Patchwork libata-eh don't waste time retrying media errors (v3)

login
register
mail settings
Submitter Mark Lord
Date May 2, 2012, 7:22 p.m.
Message ID <4FA1898C.5070108@teksavvy.com>
Download mbox | patch
Permalink /patch/156540/
State Not Applicable
Delegated to: David Miller
Headers show

Comments

Mark Lord - May 2, 2012, 7:22 p.m.
ATA and SATA drives have had built-in retries for media errors
for as long as they've been commonplace in computers (early 1990s).

When libata stumbles across a bad sector, it can waste minutes
sitting there doing retry after retry before finally giving up
and letting the higher layers deal with it.

This patch removes retries for media errors only.
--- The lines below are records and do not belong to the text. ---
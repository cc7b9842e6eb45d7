/// Route handlers
///
/// - `pages`: landing page and the register/login forms
/// - `auth`: register, login and logout actions
/// - `dashboard`: role-scoped task listing
/// - `health`: health check endpoint

pub mod auth;
pub mod dashboard;
pub mod health;
pub mod pages;
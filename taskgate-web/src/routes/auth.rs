/// Authentication actions
///
/// # Endpoints
///
/// - `POST /register` - create an account, then redirect to `/login`
/// - `POST /login` - open a session, then redirect to `/dashboard`
/// - `GET /logout` - close the session, then redirect to `/login`
///
/// Forms are `application/x-www-form-urlencoded`. Missing fields are read as
/// empty strings and reported like any other invalid input.

use crate::{
    app::AppState,
    error::WebResult,
    middleware::session::{removal_cookie, session_cookie, RequestSession},
    templates::View,
};
use axum::{
    extract::State,
    response::{IntoResponse, Redirect, Response},
    Form,
};
use axum_extra::extract::cookie::CookieJar;
use minijinja::context;
use serde::Deserialize;
use taskgate_shared::{
    auth::flow::{AuthError, LoginInput, RegisterInput, INVALID_CREDENTIALS_MESSAGE},
    models::session::Flash,
};

/// Message queued after a successful registration
pub const REGISTERED_MESSAGE: &str = "user created successfully, please login";

/// Registration form
#[derive(Debug, Default, Deserialize)]
#[serde(default)]
pub struct RegisterForm {
    pub email: String,
    pub password: String,
    pub role: Option<String>,
}

/// Login form
#[derive(Debug, Default, Deserialize)]
#[serde(default)]
pub struct LoginForm {
    pub email: String,
    pub password: String,
}

/// Queues `flash` on the visitor's session, starting one if needed
async fn flash_and_redirect(
    state: &AppState,
    jar: CookieJar,
    session: &RequestSession,
    flash: Flash,
    to: &str,
) -> WebResult<(CookieJar, Redirect)> {
    let jar = match state.sessions.flash(session.token.as_deref(), flash).await? {
        Some(token) => jar.add(session_cookie(&state.config.session, token)),
        None => jar,
    };

    Ok((jar, Redirect::to(to)))
}

/// Register a new user
///
/// # Endpoint
///
/// ```text
/// POST /register
/// Content-Type: application/x-www-form-urlencoded
///
/// email=u%40x.com&password=p1&role=admin
/// ```
///
/// # Response
///
/// Always `303 See Other`:
///
/// - success: to `/login` with a success flash
/// - taken email: to `/register` with the error flash "user exists"
/// - invalid input: to `/register` with the validation message
pub async fn register(
    State(state): State<AppState>,
    jar: CookieJar,
    session: RequestSession,
    Form(form): Form<RegisterForm>,
) -> WebResult<(CookieJar, Redirect)> {
    let input = RegisterInput {
        email: form.email,
        password: form.password,
        role: form.role,
    };

    match state.auth.register(input).await {
        Ok(_) => {
            flash_and_redirect(&state, jar, &session, Flash::success(REGISTERED_MESSAGE), "/login")
                .await
        }
        Err(e @ (AuthError::DuplicateEmail | AuthError::Validation(_))) => {
            flash_and_redirect(&state, jar, &session, Flash::error(e.to_string()), "/register")
                .await
        }
        Err(e) => Err(e.into()),
    }
}

/// Log in
///
/// On success the previous session cookie, if any, is replaced by a fresh
/// session and the browser is sent to `/dashboard`. On failure the login page
/// is rendered again with one generic message, whatever the cause.
pub async fn login(
    State(state): State<AppState>,
    jar: CookieJar,
    session: RequestSession,
    Form(form): Form<LoginForm>,
) -> WebResult<Response> {
    let input = LoginInput {
        email: form.email,
        password: form.password,
    };

    match state.auth.login(input).await {
        Ok((identity, token)) => {
            if let Some(previous) = &session.token {
                state.sessions.destroy(previous).await?;
            }

            tracing::info!(email = %identity.email, role = %identity.role, "User logged in");

            let jar = jar.add(session_cookie(&state.config.session, token));
            Ok((jar, Redirect::to("/dashboard")).into_response())
        }
        Err(AuthError::InvalidCredentials) => {
            let page = state
                .render(
                    View::Login,
                    &session,
                    context! { login_error => INVALID_CREDENTIALS_MESSAGE },
                )
                .await?;

            Ok(page.into_response())
        }
        Err(e) => Err(e.into()),
    }
}

/// Log out
///
/// Idempotent: a missing, unknown or already destroyed session still ends in
/// a cleared cookie and a redirect to `/login`.
pub async fn logout(
    State(state): State<AppState>,
    jar: CookieJar,
    session: RequestSession,
) -> WebResult<(CookieJar, Redirect)> {
    if let Some(token) = &session.token {
        state.sessions.destroy(token).await?;
    }

    if let Some(identity) = &session.identity {
        tracing::info!(email = %identity.email, "User logged out");
    }

    let jar = jar.remove(removal_cookie(&state.config.session));
    Ok((jar, Redirect::to("/login")))
}
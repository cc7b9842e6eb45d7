/// Data models and their store traits
///
/// # Models
///
/// - `user`: registered accounts and the credential store
/// - `task`: role-scoped tasks (read-only)
/// - `session`: server-side sessions, identities and flash messages
///
/// Each model defines a store trait plus its PostgreSQL implementation.
/// In-memory implementations live in [`crate::db::memory`].

pub mod session;
pub mod task;
pub mod user;
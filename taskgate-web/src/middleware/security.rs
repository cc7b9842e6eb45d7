/// Security headers middleware
///
/// Adds security-related HTTP headers to every response, static files and
/// redirects included.
///
/// # Headers Applied
///
/// - `X-Content-Type-Options: nosniff`
/// - `X-Frame-Options: DENY`
/// - `Referrer-Policy: same-origin`
/// - `Permissions-Policy`
/// - `Content-Security-Policy`: same-origin resources and form posts only
/// - `Strict-Transport-Security` (production only)
///
/// # Example
///
/// ```no_run
/// use axum::Router;
/// use taskgate_web::middleware::security::SecurityHeadersLayer;
///
/// let app: Router = Router::new()
///     .layer(SecurityHeadersLayer::new(true)); // true = production mode
/// ```

use axum::{
    extract::Request,
    http::{header, HeaderValue},
    response::Response,
};
use std::task::{Context, Poll};
use tower::{Layer, Service};

const CONTENT_SECURITY_POLICY: &str = "default-src 'self'; script-src 'self'; style-src 'self'; \
     img-src 'self' data:; form-action 'self'; frame-ancestors 'none'; base-uri 'self'";

/// Security headers middleware layer
#[derive(Clone)]
pub struct SecurityHeadersLayer {
    /// Whether to send HSTS (only meaningful behind HTTPS)
    enable_hsts: bool,
}

impl SecurityHeadersLayer {
    pub fn new(enable_hsts: bool) -> Self {
        Self { enable_hsts }
    }
}

impl<S> Layer<S> for SecurityHeadersLayer {
    type Service = SecurityHeadersMiddleware<S>;

    fn layer(&self, inner: S) -> Self::Service {
        SecurityHeadersMiddleware {
            inner,
            enable_hsts: self.enable_hsts,
        }
    }
}

/// Security headers middleware service
#[derive(Clone)]
pub struct SecurityHeadersMiddleware<S> {
    inner: S,
    enable_hsts: bool,
}

impl<S> Service<Request> for SecurityHeadersMiddleware<S>
where
    S: Service<Request, Response = Response> + Send + 'static,
    S::Future: Send + 'static,
{
    type Response = S::Response;
    type Error = S::Error;
    type Future = std::pin::Pin<
        Box<dyn std::future::Future<Output = Result<Self::Response, Self::Error>> + Send>,
    >;

    fn poll_ready(&mut self, cx: &mut Context<'_>) -> Poll<Result<(), Self::Error>> {
        self.inner.poll_ready(cx)
    }

    fn call(&mut self, request: Request) -> Self::Future {
        let future = self.inner.call(request);
        let enable_hsts = self.enable_hsts;

        Box::pin(async move {
            let mut response = future.await?;
            let headers = response.headers_mut();

            headers.insert(
                header::X_CONTENT_TYPE_OPTIONS,
                HeaderValue::from_static("nosniff"),
            );
            headers.insert(header::X_FRAME_OPTIONS, HeaderValue::from_static("DENY"));
            headers.insert(
                header::REFERRER_POLICY,
                HeaderValue::from_static("same-origin"),
            );
            headers.insert(
                "permissions-policy",
                HeaderValue::from_static("geolocation=(), microphone=(), camera=()"),
            );
            headers.insert(
                header::CONTENT_SECURITY_POLICY,
                HeaderValue::from_static(CONTENT_SECURITY_POLICY),
            );

            if enable_hsts {
                headers.insert(
                    header::STRICT_TRANSPORT_SECURITY,
                    HeaderValue::from_static("max-age=31536000; includeSubDomains"),
                );
            }

            Ok(response)
        })
    }
}
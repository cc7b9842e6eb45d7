/// Session cookie handling
///
/// [`RequestSession`] reads the session cookie and resolves it once per
/// request. A missing, malformed or expired cookie is not an error: the
/// request simply has no identity.

use axum::{async_trait, extract::FromRequestParts, http::request::Parts};
use axum_extra::extract::cookie::{Cookie, CookieJar, SameSite};
use taskgate_shared::auth::session::SessionToken;
use taskgate_shared::models::session::Identity;

use crate::{app::AppState, config::SessionConfig, error::WebError};

/// The session attached to the current request
#[derive(Debug, Clone, Default)]
pub struct RequestSession {
    /// Raw cookie value, if the client sent one
    pub token: Option<String>,

    /// Identity the token resolved to
    pub identity: Option<Identity>,
}

impl RequestSession {
    pub fn email(&self) -> Option<&str> {
        self.identity.as_ref().map(|identity| identity.email.as_str())
    }
}

#[async_trait]
impl FromRequestParts<AppState> for RequestSession {
    type Rejection = WebError;

    async fn from_request_parts(parts: &mut Parts, state: &AppState) -> Result<Self, Self::Rejection> {
        let jar = CookieJar::from_headers(&parts.headers);
        let Some(token) = jar
            .get(&state.config.session.cookie_name)
            .map(|cookie| cookie.value().to_string())
        else {
            return Ok(Self::default());
        };

        let identity = state.sessions.resolve(&token).await?;

        Ok(Self {
            token: Some(token),
            identity,
        })
    }
}

/// Builds the session cookie carrying `token`
pub fn session_cookie(config: &SessionConfig, token: SessionToken) -> Cookie<'static> {
    cookie_with_value(config, token.into_string())
}

fn cookie_with_value(config: &SessionConfig, value: String) -> Cookie<'static> {
    Cookie::build((config.cookie_name.clone(), value))
        .http_only(true)
        .same_site(SameSite::Lax)
        .path("/")
        .max_age(time::Duration::seconds(config.ttl_seconds))
        .secure(config.cookie_secure)
        .build()
}

/// Builds a cookie that removes the session cookie when passed to
/// [`CookieJar::remove`]
pub fn removal_cookie(config: &SessionConfig) -> Cookie<'static> {
    Cookie::build((config.cookie_name.clone(), ""))
        .path("/")
        .build()
}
Signed-off-by: Mark Lord <mlord@pobox.com>
---
version 3: try to improve readability.
Tejun Heo - May 2, 2012, 7:33 p.m.
On Wed, May 02, 2012 at 03:22:52PM -0400, Mark Lord wrote:
> ATA and SATA drives have had built-in retries for media errors
> for as long as they've been commonplace in computers (early 1990s).
> 
> When libata stumbles across a bad sector, it can waste minutes
> sitting there doing retry after retry before finally giving up
> and letting the higher layers deal with it.
> 
> This patch removes retries for media errors only.
> 
> Signed-off-by: Mark Lord <mlord@pobox.com>
> ---
> version 3: try to improve readability.
> 
> --- old/drivers/ata/libata-eh.c	2012-04-27 13:17:35.000000000 -0400
> +++ linux/drivers/ata/libata-eh.c	2012-05-02 15:20:19.946827031 -0400
> @@ -2046,6 +2046,26 @@
>  }
> 
>  /**
> + *	ata_eh_worth_retry - analyze error and decide whether to retry
> + *	@qc: qc to possibly retry
> + *
> + *	Look at the cause of the error and decide if a retry
> + * 	might be useful or not.  We don't want to retry media errors
> + *	because the drive itself has probably already taken 10-30 seconds
> + *	doing its own internal retries before reporting the failure.
> + */
> +static inline int ata_eh_worth_retry(struct ata_queued_cmd *qc)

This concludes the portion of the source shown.